IDC siad that for the first quarter of 2016, overall worldwide tablet shipments fell to 39.6 million, a 14.7 percent drop from the same period a year ago, However the only part of the segment which did ok were tablets with keyboards – or as we used to call them, netbooks.
IDC said that the decline of ordinary tablets was partly due to traditional first-quarter slumps but also a complete lack of interest on the part of customers.
Traditional tablets accounted for 87.6 percent of all tablet shipments. But tablets that come with detachable keyboards increased of more than 4.9 million units last quarter. That was a gain of 120 percent from the same period last year and an all-time high for tablets with detachable keyboards.
Tablets are dying because more people are buying big-screened phones as an alternative.

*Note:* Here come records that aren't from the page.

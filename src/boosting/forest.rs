//! Boosted forest of pruned trees.
//!
//! Each round normalizes the sample weights, grows and prunes a tree with
//! them, and measures the tree's weighted error `err`. The tree votes with
//! `ln(sqrt((1 - err) / err))`; misclassified samples are multiplied by
//! `sqrt((1 - err) / err)` and the rest divided by it before the next round.

use crate::config::ForestConfig;
use crate::core::error::{ForestError, Result};
use crate::core::traits::{Classifier, FeatureRow};
use crate::core::types::{Class, RoundIndex, Weight};
use crate::dataset::{validate_pair, DataSet, SampleWeights};
use crate::ensure;
use crate::io::model_file;
use crate::tree::{SplitFinderConfig, Tree};
use ndarray::{Array1, ArrayView2, Axis};
use rayon::prelude::*;
use serde::{Deserialize, Serialize};
use std::io::{Read, Write};

/// A tree with its boosting vote weight.
#[derive(Debug, Clone, PartialEq, Serialize, Deserialize)]
pub struct ForestMember {
    pub tree: Tree,
    /// Vote weight; zero or negative weights are valid
    pub weight: f64,
}

/// Outcome of one boosting round.
#[derive(Debug, Clone, Copy, PartialEq, Serialize, Deserialize)]
pub struct RoundSummary {
    /// 1-based round number
    pub round: RoundIndex,
    /// Sum of all sample weights after the round's normalization
    pub weight_total: Weight,
    /// Normalized weight of the samples the pruned tree misclassified
    pub error_weight: f64,
    pub tree_weight: f64,
    /// Effective terminals after pruning
    pub terminals: usize,
}

/// Weighted ensemble of trees built by boosting.
#[derive(Debug, Clone, PartialEq)]
pub struct Forest {
    config: ForestConfig,
    members: Vec<ForestMember>,
    history: Vec<RoundSummary>,
}

impl Forest {
    /// Creates an empty forest.
    pub fn new(config: ForestConfig) -> Result<Self> {
        config.validate()?;
        Ok(Forest {
            config,
            members: Vec::new(),
            history: Vec::new(),
        })
    }

    /// Creates an empty forest that trains `num_rounds` trees with default
    /// settings otherwise.
    pub fn with_rounds(num_rounds: usize) -> Result<Self> {
        Self::new(ForestConfig {
            num_rounds,
            ..ForestConfig::default()
        })
    }

    /// Wraps existing members, e.g. ones read back from a model file.
    pub fn from_members(members: Vec<ForestMember>) -> Self {
        Forest {
            config: ForestConfig::default(),
            members,
            history: Vec::new(),
        }
    }

    /// Trains `num_rounds` rounds starting from each point's initial weight,
    /// replacing any previous members.
    ///
    /// A degenerate round (weighted error of 0 or 1) stops training with
    /// [`ForestError::DegenerateRound`]; trees of earlier rounds are kept.
    pub fn train(&mut self, signal: &DataSet, background: &DataSet) -> Result<()> {
        let mut weights = SampleWeights::from_datasets(signal, background);
        self.train_with_weights(signal, background, &mut weights)
    }

    /// Like [`train`](Self::train) but boosts the caller's weight vectors,
    /// which hold the reweighted values afterwards.
    pub fn train_with_weights(
        &mut self,
        signal: &DataSet,
        background: &DataSet,
        weights: &mut SampleWeights,
    ) -> Result<()> {
        validate_pair(signal, background)?;
        weights.check_matches(signal, background)?;
        ensure!(
            !(signal.is_empty() && background.is_empty()),
            ForestError::EmptyTrainingData
        );

        self.members.clear();
        self.history.clear();

        log::info!(
            "Training forest: {} rounds on {} signal / {} background points (alpha {})",
            self.config.num_rounds,
            signal.len(),
            background.len(),
            self.config.alpha
        );

        if self.config.parallel_split_search {
            let pool = self.config.build_thread_pool()?;
            pool.install(|| self.run_rounds(signal, background, weights))
        } else {
            self.run_rounds(signal, background, weights)
        }
    }

    fn run_rounds(
        &mut self,
        signal: &DataSet,
        background: &DataSet,
        weights: &mut SampleWeights,
    ) -> Result<()> {
        for round in 1..=self.config.num_rounds {
            self.train_round(round, signal, background, weights)?;
        }
        Ok(())
    }

    fn train_round(
        &mut self,
        round: RoundIndex,
        signal: &DataSet,
        background: &DataSet,
        weights: &mut SampleWeights,
    ) -> Result<()> {
        weights.normalize()?;
        let weight_total = weights.total();
        log::debug!("Round {}: normalized weight total {}", round, weight_total);

        let mut tree = Tree::train(
            signal,
            background,
            weights,
            SplitFinderConfig::from(&self.config),
        )?;
        let terminals = tree.prune(signal, background, self.config.alpha)?;

        let signal_wrong: Vec<bool> = signal
            .points()
            .iter()
            .map(|point| !Class::from_purity(tree.run_data_point(point)).is_signal())
            .collect();
        let background_wrong: Vec<bool> = background
            .points()
            .iter()
            .map(|point| Class::from_purity(tree.run_data_point(point)).is_signal())
            .collect();

        let error_weight: Weight = misclassified_weight(weights.signal(), &signal_wrong)
            + misclassified_weight(weights.background(), &background_wrong);
        let factor = ((1.0 - error_weight) / error_weight).sqrt();
        let tree_weight = factor.ln();

        if error_weight <= 0.0 || error_weight >= 1.0 || !tree_weight.is_finite() {
            log::warn!(
                "Round {}: degenerate weighted error {} (tree weight {}), stopping",
                round,
                error_weight,
                tree_weight
            );
            return Err(ForestError::degenerate_round(round, error_weight, tree_weight));
        }

        reweight(weights.of_mut(Class::Signal), &signal_wrong, factor);
        reweight(weights.of_mut(Class::Background), &background_wrong, factor);

        log::info!(
            "Round {}/{}: error weight {:.6}, tree weight {:.6}, {} terminals",
            round,
            self.config.num_rounds,
            error_weight,
            tree_weight,
            terminals
        );

        self.members.push(ForestMember {
            tree,
            weight: tree_weight,
        });
        self.history.push(RoundSummary {
            round,
            weight_total,
            error_weight,
            tree_weight,
            terminals,
        });
        Ok(())
    }

    /// Weighted mean of the member purities, `Σ w·p / Σ w`, unclamped.
    ///
    /// NaN for an empty forest or when the weights sum to zero.
    pub fn run_data_point<R: FeatureRow + ?Sized>(&self, row: &R) -> f64 {
        let (weighted, total) = self
            .members
            .iter()
            .fold((0.0, 0.0), |(weighted, total), member| {
                (
                    weighted + member.weight * member.tree.run_data_point(row),
                    total + member.weight,
                )
            });
        weighted / total
    }

    /// Predicts every row of a feature matrix in parallel.
    pub fn predict_batch(&self, features: ArrayView2<'_, f64>) -> Result<Array1<f64>> {
        ensure!(
            !self.members.is_empty(),
            ForestError::prediction("forest has no trees")
        );
        let needed = self.num_features();
        ensure!(
            features.ncols() >= needed,
            ForestError::prediction(format!(
                "rows have {} features, forest needs {}",
                features.ncols(),
                needed
            ))
        );

        let outputs: Vec<f64> = features
            .axis_iter(Axis(0))
            .into_par_iter()
            .map(|row| self.run_data_point(&row))
            .collect();
        Ok(Array1::from(outputs))
    }

    /// Minimum feature vector length any member needs.
    pub fn num_features(&self) -> usize {
        self.members
            .iter()
            .map(|member| member.tree.num_features())
            .max()
            .unwrap_or(0)
    }

    pub fn members(&self) -> &[ForestMember] {
        &self.members
    }

    /// Per-round summaries of the last training run.
    pub fn history(&self) -> &[RoundSummary] {
        &self.history
    }

    pub fn config(&self) -> &ForestConfig {
        &self.config
    }

    pub fn len(&self) -> usize {
        self.members.len()
    }

    pub fn is_empty(&self) -> bool {
        self.members.is_empty()
    }

    /// Writes the member count, then each weight and tree.
    pub fn export<W: Write>(&self, writer: &mut W) -> Result<()> {
        model_file::write_forest(self, writer)
    }

    /// Reads a forest written by [`Forest::export`]. The returned forest
    /// carries the default configuration and no round history.
    pub fn import<R: Read>(reader: &mut R) -> Result<Forest> {
        model_file::read_forest(reader)
    }

    /// Sum of the member vote weights.
    pub fn total_weight(&self) -> f64 {
        self.members.iter().map(|member| member.weight).sum()
    }
}

fn misclassified_weight(weights: &[Weight], wrong: &[bool]) -> Weight {
    weights
        .iter()
        .zip(wrong)
        .filter(|&(_, &wrong)| wrong)
        .map(|(weight, _)| weight)
        .sum()
}

fn reweight(weights: &mut [Weight], wrong: &[bool], factor: f64) {
    for (weight, &wrong) in weights.iter_mut().zip(wrong) {
        if wrong {
            *weight *= factor;
        } else {
            *weight /= factor;
        }
    }
}

impl Classifier for Forest {
    fn run_data_point<R: FeatureRow + ?Sized>(&self, row: &R) -> f64 {
        Forest::run_data_point(self, row)
    }

    fn num_features(&self) -> usize {
        Forest::num_features(self)
    }

    fn name(&self) -> &'static str {
        "forest"
    }
}
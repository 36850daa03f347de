//! Coarse-to-fine threshold search.
//!
//! For every feature the finder scans an equal-width grid between the
//! feature's minimum and maximum over the node's points, then rescans a
//! narrower grid centered on the best threshold found so far. The running
//! best is shared by all features: a later feature only wins with a strictly
//! higher score, and the fine window of every feature is centered on the
//! overall best threshold, whichever feature it came from.
//!
//! A threshold `t` is scored on the weighted masses with value `>= t` (high)
//! and `< t` (low) as `|sigFrac(high) - sigFrac(low)|`. Scores of exactly 1
//! are rejected.

use crate::config::ForestConfig;
use crate::core::constants::{DEFAULT_COARSE_BINS, DEFAULT_FINE_BINS, DEFAULT_MIN_SPLIT_COUNT};
use crate::core::types::{FeatureIndex, Weight};
use crate::dataset::{DataSet, SampleWeights};
use crate::tree::node::Split;
use rayon::prelude::*;

/// Search grid and stopping floor.
#[derive(Debug, Clone, Copy, PartialEq)]
pub struct SplitFinderConfig {
    /// Nodes with fewer raw points than this are never split
    pub min_split_count: usize,
    pub coarse_bins: usize,
    /// Bins of the second pass; 0 skips it
    pub fine_bins: usize,
    /// Score the thresholds of one pass on the rayon pool
    pub parallel: bool,
}

impl Default for SplitFinderConfig {
    fn default() -> Self {
        SplitFinderConfig {
            min_split_count: DEFAULT_MIN_SPLIT_COUNT,
            coarse_bins: DEFAULT_COARSE_BINS,
            fine_bins: DEFAULT_FINE_BINS,
            parallel: false,
        }
    }
}

impl SplitFinderConfig {
    /// One pass over `bins` thresholds with no count floor.
    pub fn single_pass(bins: usize) -> Self {
        SplitFinderConfig {
            min_split_count: 0,
            coarse_bins: bins,
            fine_bins: 0,
            parallel: false,
        }
    }
}

impl From<&ForestConfig> for SplitFinderConfig {
    fn from(config: &ForestConfig) -> Self {
        SplitFinderConfig {
            min_split_count: config.min_split_count,
            coarse_bins: config.coarse_bins,
            fine_bins: config.fine_bins,
            parallel: config.parallel_split_search,
        }
    }
}

/// The accepted split with its score.
#[derive(Debug, Clone, Copy, PartialEq)]
pub struct SplitCandidate {
    pub feature: FeatureIndex,
    pub threshold: f64,
    pub score: f64,
}

impl SplitCandidate {
    pub fn split(&self) -> Split {
        Split::new(self.feature, self.threshold)
    }
}

/// Running best of one search, shared across all features.
#[derive(Debug, Clone, Copy)]
struct RunningBest {
    feature: FeatureIndex,
    threshold: f64,
    score: f64,
    accepted: bool,
}

impl RunningBest {
    fn new() -> Self {
        RunningBest {
            feature: 0,
            threshold: 0.0,
            score: 0.0,
            accepted: false,
        }
    }

    fn offer(&mut self, feature: FeatureIndex, threshold: f64, score: f64) {
        if score > self.score && score < 1.0 {
            self.feature = feature;
            self.threshold = threshold;
            self.score = score;
            self.accepted = true;
        }
    }
}

/// Weighted masses on each side of one threshold.
#[derive(Debug, Default, Clone, Copy)]
struct SideMasses {
    signal_high: Weight,
    signal_low: Weight,
    background_high: Weight,
    background_low: Weight,
}

impl SideMasses {
    fn score(&self) -> Option<f64> {
        let high = self.signal_high + self.background_high;
        let low = self.signal_low + self.background_low;
        if high > 0.0 && low > 0.0 {
            Some((self.signal_high / high - self.signal_low / low).abs())
        } else {
            None
        }
    }
}

/// Split search over index subsets of a signal and a background corpus.
#[derive(Debug, Clone, Copy)]
pub struct SplitFinder<'a> {
    signal: &'a DataSet,
    background: &'a DataSet,
    weights: &'a SampleWeights,
    config: SplitFinderConfig,
}

impl<'a> SplitFinder<'a> {
    pub fn new(
        signal: &'a DataSet,
        background: &'a DataSet,
        weights: &'a SampleWeights,
        config: SplitFinderConfig,
    ) -> Self {
        SplitFinder {
            signal,
            background,
            weights,
            config,
        }
    }

    pub fn config(&self) -> &SplitFinderConfig {
        &self.config
    }

    /// Finds the best split of the points named by `signal_idx` and
    /// `background_idx`, or `None` when the node should stay terminal.
    pub fn choose_split(
        &self,
        signal_idx: &[usize],
        background_idx: &[usize],
    ) -> Option<SplitCandidate> {
        if signal_idx.is_empty()
            || background_idx.is_empty()
            || signal_idx.len() + background_idx.len() < self.config.min_split_count
        {
            return None;
        }

        let num_features = self.signal.points()[signal_idx[0]].num_features();
        let mut best = RunningBest::new();

        for feature in 0..num_features {
            let (min, max) = self.value_range(feature, signal_idx, background_idx);

            let coarse_width = (max - min) / self.config.coarse_bins as f64;
            self.scan(
                feature,
                min,
                coarse_width,
                self.config.coarse_bins,
                signal_idx,
                background_idx,
                &mut best,
            );

            if self.config.fine_bins == 0 {
                continue;
            }
            let fine_min = best.threshold - coarse_width;
            let fine_max = best.threshold + coarse_width;
            let fine_width = (fine_max - fine_min) / self.config.fine_bins as f64;
            self.scan(
                feature,
                fine_min,
                fine_width,
                self.config.fine_bins,
                signal_idx,
                background_idx,
                &mut best,
            );
        }

        if !best.accepted {
            log::debug!(
                "No usable split for {} signal / {} background points",
                signal_idx.len(),
                background_idx.len()
            );
            return None;
        }

        log::debug!(
            "Split x[{}] <= {} (score {:.6}) for {} signal / {} background points",
            best.feature,
            best.threshold,
            best.score,
            signal_idx.len(),
            background_idx.len()
        );

        Some(SplitCandidate {
            feature: best.feature,
            threshold: best.threshold,
            score: best.score,
        })
    }

    fn value_range(
        &self,
        feature: FeatureIndex,
        signal_idx: &[usize],
        background_idx: &[usize],
    ) -> (f64, f64) {
        let values = signal_idx
            .iter()
            .map(|&i| self.signal.points()[i].features[feature])
            .chain(
                background_idx
                    .iter()
                    .map(|&i| self.background.points()[i].features[feature]),
            );

        let mut min = f64::INFINITY;
        let mut max = f64::NEG_INFINITY;
        for value in values {
            if value < min {
                min = value;
            }
            if value > max {
                max = value;
            }
        }
        (min, max)
    }

    #[allow(clippy::too_many_arguments)]
    fn scan(
        &self,
        feature: FeatureIndex,
        start: f64,
        width: f64,
        bins: usize,
        signal_idx: &[usize],
        background_idx: &[usize],
        best: &mut RunningBest,
    ) {
        let threshold = |i: usize| start + i as f64 * width;

        if self.config.parallel {
            let scores: Vec<Option<f64>> = (0..bins)
                .into_par_iter()
                .map(|i| {
                    self.masses(feature, threshold(i), signal_idx, background_idx)
                        .score()
                })
                .collect();
            // Applied in threshold order so ties resolve as in the serial scan.
            for (i, score) in scores.into_iter().enumerate() {
                if let Some(score) = score {
                    best.offer(feature, threshold(i), score);
                }
            }
        } else {
            for i in 0..bins {
                let t = threshold(i);
                if let Some(score) = self.masses(feature, t, signal_idx, background_idx).score() {
                    best.offer(feature, t, score);
                }
            }
        }
    }

    fn masses(
        &self,
        feature: FeatureIndex,
        threshold: f64,
        signal_idx: &[usize],
        background_idx: &[usize],
    ) -> SideMasses {
        let mut masses = SideMasses::default();

        let signal_weights = self.weights.signal();
        for &i in signal_idx {
            let value = self.signal.points()[i].features[feature];
            if value >= threshold {
                masses.signal_high += signal_weights[i];
            } else if value < threshold {
                masses.signal_low += signal_weights[i];
            }
        }

        let background_weights = self.weights.background();
        for &i in background_idx {
            let value = self.background.points()[i].features[feature];
            if value >= threshold {
                masses.background_high += background_weights[i];
            } else if value < threshold {
                masses.background_low += background_weights[i];
            }
        }

        masses
    }
}

#[cfg(test)]
mod tests {
    use super::*;
    use crate::dataset::DataPoint;
    use approx::assert_abs_diff_eq;

    fn corpus(rows: Vec<Vec<f64>>) -> DataSet {
        let names = (0..rows.first().map_or(0, Vec::len))
            .map(|i| format!("x{}", i))
            .collect();
        DataSet::from_points(names, rows.into_iter().map(DataPoint::new).collect()).unwrap()
    }

    fn all(data: &DataSet) -> Vec<usize> {
        (0..data.len()).collect()
    }

    /// Signals at 0..=49, background at 100 down to 70.5, plus a constant column.
    fn separable() -> (DataSet, DataSet) {
        let signal = corpus((0..50).map(|i| vec![5.0, i as f64]).collect());
        let background = corpus((0..60).map(|k| vec![5.0, 100.0 - 0.5 * k as f64]).collect());
        (signal, background)
    }

    #[test]
    fn test_count_floor() {
        let signal = corpus(vec![vec![1.0], vec![2.0], vec![3.0]]);
        let background = corpus(vec![vec![10.0], vec![11.0], vec![12.0]]);
        let weights = SampleWeights::uniform(3, 3);
        let finder =
            SplitFinder::new(&signal, &background, &weights, SplitFinderConfig::default());
        assert!(finder.choose_split(&all(&signal), &all(&background)).is_none());
    }

    #[test]
    fn test_empty_side_never_splits() {
        let (signal, background) = separable();
        let weights = SampleWeights::uniform(signal.len(), background.len());
        let finder =
            SplitFinder::new(&signal, &background, &weights, SplitFinderConfig::default());
        assert!(finder.choose_split(&all(&signal), &[]).is_none());
        assert!(finder.choose_split(&[], &all(&background)).is_none());
    }

    #[test]
    fn test_separable_feature_is_chosen() {
        let (signal, background) = separable();
        let weights = SampleWeights::uniform(signal.len(), background.len());
        let finder =
            SplitFinder::new(&signal, &background, &weights, SplitFinderConfig::default());

        let best = finder
            .choose_split(&all(&signal), &all(&background))
            .unwrap();
        assert_eq!(best.feature, 1);
        assert_abs_diff_eq!(best.threshold, 49.0, epsilon = 1e-12);
        assert_abs_diff_eq!(best.score, 60.0 / 61.0, epsilon = 1e-12);

        let (low, high) = signal.partition(&all(&signal), best.feature, best.threshold);
        assert_eq!((low.len(), high.len()), (50, 0));
        let (low, high) = background.partition(&all(&background), best.feature, best.threshold);
        assert_eq!((low.len(), high.len()), (0, 60));
    }

    #[test]
    fn test_perfect_scores_are_rejected() {
        // Every grid threshold between the classes scores exactly 1.
        let signal = corpus((0..30).map(|_| vec![0.0]).collect());
        let background = corpus((0..30).map(|_| vec![1.0]).collect());
        let weights = SampleWeights::uniform(30, 30);
        let finder =
            SplitFinder::new(&signal, &background, &weights, SplitFinderConfig::default());
        assert!(finder.choose_split(&all(&signal), &all(&background)).is_none());
    }

    #[test]
    fn test_running_best_is_kept_across_features() {
        // Feature 0 is the strong separator; feature 1 is weaker and comes later.
        let signal = corpus(
            (0..40)
                .map(|i| vec![i as f64, (i % 7) as f64])
                .collect(),
        );
        let background = corpus(
            (0..40)
                .map(|i| vec![30.0 + i as f64, (i % 5) as f64 + 1.0])
                .collect(),
        );
        let weights = SampleWeights::uniform(40, 40);
        let finder =
            SplitFinder::new(&signal, &background, &weights, SplitFinderConfig::default());
        let best = finder
            .choose_split(&all(&signal), &all(&background))
            .unwrap();
        assert_eq!(best.feature, 0);
        assert!(best.score > 0.5);
    }

    #[test]
    fn test_weights_change_the_scores() {
        let (signal, background) = separable();
        let uniform = SampleWeights::uniform(signal.len(), background.len());
        let mut skewed = uniform.clone();
        skewed.of_mut(crate::core::types::Class::Signal)[49] = 50.0;

        let config = SplitFinderConfig::default();
        let a = SplitFinder::new(&signal, &background, &uniform, config)
            .choose_split(&all(&signal), &all(&background))
            .unwrap();
        let b = SplitFinder::new(&signal, &background, &skewed, config)
            .choose_split(&all(&signal), &all(&background))
            .unwrap();
        assert!(a.score != b.score);
    }

    #[test]
    fn test_parallel_scan_matches_serial() {
        let signal = corpus(
            (0..80)
                .map(|i| {
                    let x = i as f64;
                    vec![(x * 0.37).sin() * 10.0, x % 13.0, (x * 1.7).cos()]
                })
                .collect(),
        );
        let background = corpus(
            (0..90)
                .map(|i| {
                    let x = i as f64;
                    vec![(x * 0.41).cos() * 12.0 + 3.0, x % 11.0 + 2.0, (x * 0.9).sin()]
                })
                .collect(),
        );
        let weights = SampleWeights::uniform(signal.len(), background.len());

        let serial = SplitFinder::new(&signal, &background, &weights, SplitFinderConfig::default())
            .choose_split(&all(&signal), &all(&background));
        let parallel = SplitFinder::new(
            &signal,
            &background,
            &weights,
            SplitFinderConfig {
                parallel: true,
                ..SplitFinderConfig::default()
            },
        )
        .choose_split(&all(&signal), &all(&background));

        assert_eq!(serial, parallel);
    }
}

You remember Fablets? They were what Steve Jobs claimed would never work because they prefered smaller smartphones or bigger tablets. In fact he was talking rubbish and was trying to keep his keyboardless netbook idea going.
IDC said that the newer tablets don’t offer enough new features to entice people to upgrade. After all tablets were always looking for an app which made them useful, which never arrived.
To counteract the downturn, more manufacturers are turning to tablets with detachable keyboards that can thus serve as laptops – on otherwords returning to the netbooks that the Tablets were said to replace.
“With the PC industry in decline, the detachable market stands to benefit as consumers and enterprises seek to replace their aging PCs with detachables,” IDC senior research analyst Jitesh Ubrani said in a statement.
Apple saw its shipments and market share drop but remained in first place. Apple’s latest 9.7-inch iPad Pro and the new 256GB storage option for the 12.9-inch iPad Pro are “healthy additions” to the lineup, IDC said. Samsung also saw its shipments and market share decline. Though the Samsung Galaxy Tab lineup is still popular, its detachable TabPro S is dead in the water thanks to its $900 price tag.
Amazon has found success with its starting-at-$49 Fire, showing that consumers will still buy bargain-priced tablets. Missing from the list was Microsoft in spite of the popularity of its Surface Pro products, which start at $900.
“The Surface line is great. But it’s tough to drive volume in the first quarter. Prices of Surface products are fairly high, but Microsoft is in the top five list for tablets with detachable keyboards. The top five for tablets as a whole is a tougher nut to crack given the large slate volumes compared to detachables.”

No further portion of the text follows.